═══ Study material ═══

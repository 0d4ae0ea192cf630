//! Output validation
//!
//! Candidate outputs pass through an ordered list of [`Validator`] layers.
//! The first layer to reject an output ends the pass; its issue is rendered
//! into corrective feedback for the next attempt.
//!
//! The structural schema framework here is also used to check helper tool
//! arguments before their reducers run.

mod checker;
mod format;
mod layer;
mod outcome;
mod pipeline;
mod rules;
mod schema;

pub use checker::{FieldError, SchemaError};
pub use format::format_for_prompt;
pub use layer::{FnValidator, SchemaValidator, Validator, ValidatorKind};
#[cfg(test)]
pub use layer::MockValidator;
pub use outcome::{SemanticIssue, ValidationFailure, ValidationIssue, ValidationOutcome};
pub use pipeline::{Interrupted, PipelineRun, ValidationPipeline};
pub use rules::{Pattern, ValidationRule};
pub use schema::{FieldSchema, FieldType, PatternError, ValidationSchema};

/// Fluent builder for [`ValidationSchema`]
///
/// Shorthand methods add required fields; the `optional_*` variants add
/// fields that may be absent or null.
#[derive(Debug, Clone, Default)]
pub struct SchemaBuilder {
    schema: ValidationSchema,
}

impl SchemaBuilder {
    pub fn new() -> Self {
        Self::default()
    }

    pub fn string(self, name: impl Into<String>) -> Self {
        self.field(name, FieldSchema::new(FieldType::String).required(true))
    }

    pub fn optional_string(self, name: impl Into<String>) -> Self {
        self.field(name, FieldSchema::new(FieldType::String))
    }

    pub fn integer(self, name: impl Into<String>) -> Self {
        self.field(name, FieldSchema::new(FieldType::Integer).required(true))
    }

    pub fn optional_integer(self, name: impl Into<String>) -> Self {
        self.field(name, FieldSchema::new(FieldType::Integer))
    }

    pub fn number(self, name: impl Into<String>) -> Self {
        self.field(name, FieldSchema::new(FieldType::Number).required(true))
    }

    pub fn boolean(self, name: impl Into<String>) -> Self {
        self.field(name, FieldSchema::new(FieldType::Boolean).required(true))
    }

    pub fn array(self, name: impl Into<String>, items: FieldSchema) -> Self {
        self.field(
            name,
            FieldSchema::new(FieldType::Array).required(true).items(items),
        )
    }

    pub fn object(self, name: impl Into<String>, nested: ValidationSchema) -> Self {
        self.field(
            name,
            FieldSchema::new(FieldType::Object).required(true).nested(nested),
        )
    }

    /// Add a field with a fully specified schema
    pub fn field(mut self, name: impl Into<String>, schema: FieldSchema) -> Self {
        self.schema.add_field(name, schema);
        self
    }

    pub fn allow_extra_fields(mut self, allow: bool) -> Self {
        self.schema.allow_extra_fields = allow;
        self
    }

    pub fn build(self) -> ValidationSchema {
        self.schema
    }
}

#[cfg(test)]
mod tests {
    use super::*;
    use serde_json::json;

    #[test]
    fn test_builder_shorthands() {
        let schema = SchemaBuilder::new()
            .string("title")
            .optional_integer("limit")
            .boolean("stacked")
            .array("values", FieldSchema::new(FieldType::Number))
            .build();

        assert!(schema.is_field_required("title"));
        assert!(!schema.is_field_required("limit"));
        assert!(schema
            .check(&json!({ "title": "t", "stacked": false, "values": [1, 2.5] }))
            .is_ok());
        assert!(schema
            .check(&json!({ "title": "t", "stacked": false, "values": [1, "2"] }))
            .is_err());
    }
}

═══

• _Work required_:
Using the listing above, locate the lines that hold "nested" and copy each one.

• _Answer section_:
    pub fn object(self, name: impl Into<String>, nested: ValidationSchema) -> Self {
            FieldSchema::new(FieldType::Object).required(true).nested(nested),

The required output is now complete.